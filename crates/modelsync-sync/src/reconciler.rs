//! Writes an in-memory entity graph into storage.
//!
//! The workspace row goes first, then domains, tables, systems and
//! relationships, each collection in the order given. Every entity is looked
//! up and saved on its own; a failure is recorded against that entity and
//! the pass moves on.

use std::collections::HashSet;
use std::sync::Arc;

use async_trait::async_trait;

use modelsync_core::{
    Domain, EntityCounters, EntityKind, Relationship, SyncDirection, SyncResult, System, Table,
    WorkspaceData,
};
use modelsync_store::{Result as StoreResult, StorageAdapter};

/// One entity the reconciler knows how to persist.
#[async_trait]
trait Persist: Sync {
    const KIND: EntityKind;

    fn key(&self) -> &str;

    async fn exists(&self, adapter: &dyn StorageAdapter) -> StoreResult<bool>;

    async fn save(&self, adapter: &dyn StorageAdapter) -> StoreResult<()>;
}

#[async_trait]
impl Persist for Domain {
    const KIND: EntityKind = EntityKind::Domain;

    fn key(&self) -> &str {
        self.id.as_str()
    }

    async fn exists(&self, adapter: &dyn StorageAdapter) -> StoreResult<bool> {
        Ok(adapter.get_domain_by_id(&self.id).await?.is_some())
    }

    async fn save(&self, adapter: &dyn StorageAdapter) -> StoreResult<()> {
        adapter.save_domain(self).await
    }
}

#[async_trait]
impl Persist for Table {
    const KIND: EntityKind = EntityKind::Table;

    fn key(&self) -> &str {
        self.id.as_str()
    }

    async fn exists(&self, adapter: &dyn StorageAdapter) -> StoreResult<bool> {
        Ok(adapter.get_table_by_id(&self.id).await?.is_some())
    }

    async fn save(&self, adapter: &dyn StorageAdapter) -> StoreResult<()> {
        adapter.save_table(self).await
    }
}

#[async_trait]
impl Persist for System {
    const KIND: EntityKind = EntityKind::System;

    fn key(&self) -> &str {
        self.id.as_str()
    }

    async fn exists(&self, adapter: &dyn StorageAdapter) -> StoreResult<bool> {
        Ok(adapter.get_system_by_id(&self.id).await?.is_some())
    }

    async fn save(&self, adapter: &dyn StorageAdapter) -> StoreResult<()> {
        adapter.save_system(self).await
    }
}

#[async_trait]
impl Persist for Relationship {
    const KIND: EntityKind = EntityKind::Relationship;

    fn key(&self) -> &str {
        self.id.as_str()
    }

    async fn exists(&self, adapter: &dyn StorageAdapter) -> StoreResult<bool> {
        Ok(adapter.get_relationship_by_id(&self.id).await?.is_some())
    }

    async fn save(&self, adapter: &dyn StorageAdapter) -> StoreResult<()> {
        adapter.save_relationship(self).await
    }
}

/// Applies a [`WorkspaceData`] to a [`StorageAdapter`].
pub struct Reconciler<A> {
    adapter: Arc<A>,
    debug: bool,
}

impl<A: StorageAdapter> Reconciler<A> {
    pub fn new(adapter: Arc<A>) -> Self {
        Self {
            adapter,
            debug: false,
        }
    }

    /// Log every entity outcome at debug level.
    pub fn with_debug(mut self, debug: bool) -> Self {
        self.debug = debug;
        self
    }

    /// Save every entity in `data`.
    ///
    /// Never fails as a whole: lookup and save errors land in
    /// [`SyncResult::errors`] and `success` is false if there are any.
    /// Entities already saved are not rolled back.
    pub async fn reconcile(&self, data: &WorkspaceData) -> SyncResult {
        let mut result = SyncResult::begin(SyncDirection::YamlToDb);
        let workspace_id = data.workspace.id.as_str();

        tracing::info!(
            workspace = workspace_id,
            entities = data.total_entities(),
            "reconciling workspace"
        );

        if let Err(e) = self.adapter.save_workspace(&data.workspace).await {
            tracing::warn!(workspace = workspace_id, error = %e, "workspace save failed");
            result.push_error(EntityKind::Workspace, workspace_id, e.to_string());
        }

        self.reconcile_collection(&data.domains, &mut result).await;
        self.reconcile_collection(&data.tables, &mut result).await;
        self.reconcile_collection(&data.systems, &mut result).await;
        self.reconcile_collection(&data.relationships, &mut result).await;

        let result = result.finish();
        tracing::info!(
            workspace = workspace_id,
            success = result.success,
            processed = result.stats.total_processed(),
            added = result.stats.total_added(),
            updated = result.stats.total_updated(),
            errors = result.errors.len(),
            duration_ms = result.duration_ms,
            "reconcile finished"
        );
        result
    }

    async fn reconcile_collection<E: Persist>(&self, items: &[E], result: &mut SyncResult) {
        let mut seen = HashSet::with_capacity(items.len());

        for item in items {
            let id = item.key();
            if !seen.insert(id) {
                result.push_warning(format!(
                    "duplicate {} id {}: later entry overwrites earlier one",
                    E::KIND,
                    id
                ));
            }

            let outcome = self.persist(item).await;
            bump(result, E::KIND, |c| c.processed += 1);

            match outcome {
                Ok(true) => {
                    bump(result, E::KIND, |c| c.added += 1);
                    self.log_saved(E::KIND, id, "added");
                }
                Ok(false) => {
                    bump(result, E::KIND, |c| c.updated += 1);
                    self.log_saved(E::KIND, id, "updated");
                }
                Err(e) => {
                    tracing::warn!(kind = %E::KIND, id, error = %e, "entity save failed");
                    result.push_error(E::KIND, id, e.to_string());
                }
            }
        }
    }

    /// Returns whether the entity was new.
    async fn persist<E: Persist>(&self, item: &E) -> StoreResult<bool> {
        let adapter: &dyn StorageAdapter = self.adapter.as_ref();
        let existed = item.exists(adapter).await?;
        item.save(adapter).await?;
        Ok(!existed)
    }

    fn log_saved(&self, kind: EntityKind, id: &str, outcome: &'static str) {
        if self.debug {
            tracing::debug!(%kind, id, outcome, "entity saved");
        } else {
            tracing::trace!(%kind, id, outcome, "entity saved");
        }
    }
}

fn bump(result: &mut SyncResult, kind: EntityKind, f: impl FnOnce(&mut EntityCounters)) {
    if let Some(counters) = result.stats.counters_mut(kind) {
        f(counters);
    }
}

#[cfg(test)]
mod tests {
    use super::*;
    use modelsync_core::{SyncStats, Workspace};
    use modelsync_store::MemoryStore;
    use modelsync_testkit::{
        generators, init_tracing, orders_workspace, FailingAdapter, WorkspaceBuilder,
    };
    use proptest::prelude::*;

    fn three_tables() -> WorkspaceData {
        WorkspaceBuilder::new("ws", "W")
            .domain("d1", "Sales")
            .table("t1", "d1", "orders")
            .table("t2", "d1", "customers")
            .table("t3", "d1", "invoices")
            .build()
    }

    #[tokio::test]
    async fn test_orphan_table_is_accepted() {
        init_tracing();
        let reconciler = Reconciler::new(Arc::new(MemoryStore::new())).with_debug(true);

        let result = reconciler.reconcile(&orders_workspace()).await;

        assert!(result.success);
        assert!(result.errors.is_empty());
        assert_eq!(result.direction, SyncDirection::YamlToDb);
        assert_eq!(result.stats.domains_processed(), 1);
        assert_eq!(result.stats.tables_processed(), 2);
        assert_eq!(result.stats.tables_added(), 2);
        assert_eq!(result.stats.systems_processed(), 0);
        assert_eq!(result.stats.relationships_processed(), 0);
    }

    #[tokio::test]
    async fn test_second_sync_updates_everything() {
        let reconciler = Reconciler::new(Arc::new(MemoryStore::new()));
        let data = three_tables();

        let first = reconciler.reconcile(&data).await;
        assert_eq!(first.stats.tables_added(), 3);
        assert_eq!(first.stats.domains.added, 1);
        assert_eq!(first.stats.total_updated(), 0);

        let second = reconciler.reconcile(&data).await;
        assert_eq!(second.stats.total_added(), 0);
        assert_eq!(second.stats.tables_updated(), 3);
        assert_eq!(second.stats.domains.updated, 1);
    }

    #[tokio::test]
    async fn test_one_failing_table_is_isolated() {
        let adapter = Arc::new(FailingAdapter::new(MemoryStore::new()));
        adapter.fail_saves_for(EntityKind::Table, "t2");
        let reconciler = Reconciler::new(Arc::clone(&adapter));

        let result = reconciler.reconcile(&three_tables()).await;

        assert!(!result.success);
        assert_eq!(result.stats.tables_processed(), 3);
        assert_eq!(result.stats.tables_added(), 2);
        assert_eq!(result.errors.len(), 1);
        assert_eq!(result.errors[0].entity_type, EntityKind::Table);
        assert_eq!(result.errors[0].entity_id, "t2");

        // Entities after the failure were still written.
        assert!(adapter.inner().get_table_by_id(&"t3".into()).await.unwrap().is_some());
        assert!(adapter.inner().get_table_by_id(&"t2".into()).await.unwrap().is_none());
    }

    #[tokio::test]
    async fn test_collections_saved_in_fixed_order() {
        let adapter = Arc::new(FailingAdapter::new(MemoryStore::new()));
        let reconciler = Reconciler::new(Arc::clone(&adapter));
        let data = WorkspaceBuilder::new("ws", "W")
            .relationship("r2", "d2", "t9", "t1")
            .system("s2", "d1", "crm")
            .table("t9", "d2", "refunds")
            .domain("d2", "Support")
            .relationship("r1", "d1", "t1", "t9")
            .table("t1", "d1", "orders")
            .system("s1", "d2", "erp")
            .domain("d1", "Sales")
            .build();

        let result = reconciler.reconcile(&data).await;
        assert!(result.success);

        let expected: Vec<(EntityKind, String)> = [
            (EntityKind::Workspace, "ws"),
            (EntityKind::Domain, "d2"),
            (EntityKind::Domain, "d1"),
            (EntityKind::Table, "t9"),
            (EntityKind::Table, "t1"),
            (EntityKind::System, "s2"),
            (EntityKind::System, "s1"),
            (EntityKind::Relationship, "r2"),
            (EntityKind::Relationship, "r1"),
        ]
        .into_iter()
        .map(|(kind, id)| (kind, id.to_string()))
        .collect();
        assert_eq!(adapter.save_log(), expected);
    }

    #[tokio::test]
    async fn test_workspace_failure_is_recorded_but_not_counted() {
        let adapter = Arc::new(FailingAdapter::new(MemoryStore::new()));
        adapter.fail_saves_for(EntityKind::Workspace, "ws");
        let reconciler = Reconciler::new(adapter);

        let result = reconciler.reconcile(&three_tables()).await;

        assert!(!result.success);
        assert_eq!(result.errors.len(), 1);
        assert_eq!(result.errors[0].entity_type, EntityKind::Workspace);
        assert_eq!(result.stats.tables_added(), 3);
    }

    #[tokio::test]
    async fn test_unavailable_storage_fails_every_entity() {
        let adapter = Arc::new(FailingAdapter::new(MemoryStore::new()));
        adapter.set_unavailable(true);
        let reconciler = Reconciler::new(adapter);

        let result = reconciler.reconcile(&three_tables()).await;

        assert!(!result.success);
        // Workspace, one domain, three tables.
        assert_eq!(result.errors.len(), 5);
        assert_eq!(result.stats.tables_processed(), 3);
        assert_eq!(result.stats.total_added(), 0);
    }

    #[tokio::test]
    async fn test_duplicate_ids_warn_and_last_wins() {
        let store = Arc::new(MemoryStore::new());
        let reconciler = Reconciler::new(Arc::clone(&store));
        let data = WorkspaceBuilder::new("ws", "W")
            .table("t1", "d1", "first")
            .table("t1", "d1", "second")
            .build();

        let result = reconciler.reconcile(&data).await;

        assert!(result.success);
        assert_eq!(result.warnings.len(), 1);
        assert_eq!(result.stats.tables_added(), 1);
        assert_eq!(result.stats.tables_updated(), 1);
        let stored = store.get_table_by_id(&"t1".into()).await.unwrap().unwrap();
        assert_eq!(stored.name, "second");
    }

    #[tokio::test]
    async fn test_empty_workspace() {
        let store = Arc::new(MemoryStore::new());
        let reconciler = Reconciler::new(Arc::clone(&store));

        let data = WorkspaceData::new(Workspace::new("empty", "Empty"));
        let result = reconciler.reconcile(&data).await;

        assert!(result.success);
        assert_eq!(result.stats, SyncStats::default());
        assert!(store.get_workspace_by_id(&"empty".into()).await.unwrap().is_some());
    }

    proptest! {
        #![proptest_config(ProptestConfig::with_cases(32))]

        #[test]
        fn processed_counts_match_input(data in generators::workspace_data()) {
            let runtime = tokio::runtime::Builder::new_current_thread().build().unwrap();
            let result = runtime.block_on(async {
                Reconciler::new(Arc::new(MemoryStore::new())).reconcile(&data).await
            });

            prop_assert_eq!(result.stats.domains_processed(), data.domains.len() as u64);
            prop_assert_eq!(result.stats.tables_processed(), data.tables.len() as u64);
            prop_assert_eq!(result.stats.systems_processed(), data.systems.len() as u64);
            prop_assert_eq!(
                result.stats.relationships_processed(),
                data.relationships.len() as u64
            );
            prop_assert!(result.success);
        }
    }
}
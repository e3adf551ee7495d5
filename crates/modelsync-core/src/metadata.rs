//! Sync metadata: what the engine remembers about each semantic file.

use serde::{Deserialize, Serialize};
use std::fmt;
use std::str::FromStr;

use crate::entity::EntityKind;
use crate::error::CoreError;

/// Per-file synchronization state.
#[derive(Debug, Clone, Copy, PartialEq, Eq, Hash, Serialize, Deserialize)]
#[serde(rename_all = "lowercase")]
pub enum FileSyncStatus {
    /// File content matches what was last written to the database.
    Synced,
    /// An external change was detected but has not been re-synced yet.
    Modified,
    /// The last attempt to sync this file failed.
    Error,
}

impl FileSyncStatus {
    pub const fn as_str(&self) -> &'static str {
        match self {
            FileSyncStatus::Synced => "synced",
            FileSyncStatus::Modified => "modified",
            FileSyncStatus::Error => "error",
        }
    }
}

impl fmt::Display for FileSyncStatus {
    fn fmt(&self, f: &mut fmt::Formatter<'_>) -> fmt::Result {
        f.write_str(self.as_str())
    }
}

impl FromStr for FileSyncStatus {
    type Err = CoreError;

    fn from_str(s: &str) -> Result<Self, Self::Err> {
        match s {
            "synced" => Ok(FileSyncStatus::Synced),
            "modified" => Ok(FileSyncStatus::Modified),
            "error" => Ok(FileSyncStatus::Error),
            other => Err(CoreError::InvalidSyncStatus(other.to_string())),
        }
    }
}

/// One row of the `sync_metadata` table.
///
/// At most one entry exists per `file_path`. `file_hash` is the digest of the
/// file content as of `last_synced_at`.
#[derive(Debug, Clone, PartialEq, Eq, Serialize, Deserialize)]
pub struct SyncMetadataEntry {
    pub file_path: String,
    pub file_hash: String,
    pub resource_type: EntityKind,
    pub resource_id: String,
    /// Unix ms.
    pub last_synced_at: i64,
    pub sync_status: FileSyncStatus,
    /// The resource row's `updated_at` as of the engine's last write.
    #[serde(default)]
    pub db_marker: Option<i64>,
}

impl SyncMetadataEntry {
    pub fn is_synced(&self) -> bool {
        self.sync_status == FileSyncStatus::Synced
    }
}

/// Aggregate view over all metadata entries.
#[derive(Debug, Clone, Default, PartialEq, Eq, Serialize, Deserialize)]
pub struct MetadataStats {
    pub total_files: u64,
    pub synced_files: u64,
    pub modified_files: u64,
    pub error_files: u64,
    /// Most recent `last_synced_at` across all entries.
    pub last_sync_at: Option<i64>,
}

#[cfg(test)]
mod tests {
    use super::*;

    #[test]
    fn test_status_text_form() {
        assert_eq!(FileSyncStatus::Modified.to_string(), "modified");
        assert_eq!("error".parse::<FileSyncStatus>().unwrap(), FileSyncStatus::Error);
        assert!("stale".parse::<FileSyncStatus>().is_err());
    }
}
══════
_Required work_
Check each line of the records for "expected" and copy the ones that contain it.

_Answer area_
        let expected: Vec<(EntityKind, String)> = [
        assert_eq!(adapter.save_log(), expected);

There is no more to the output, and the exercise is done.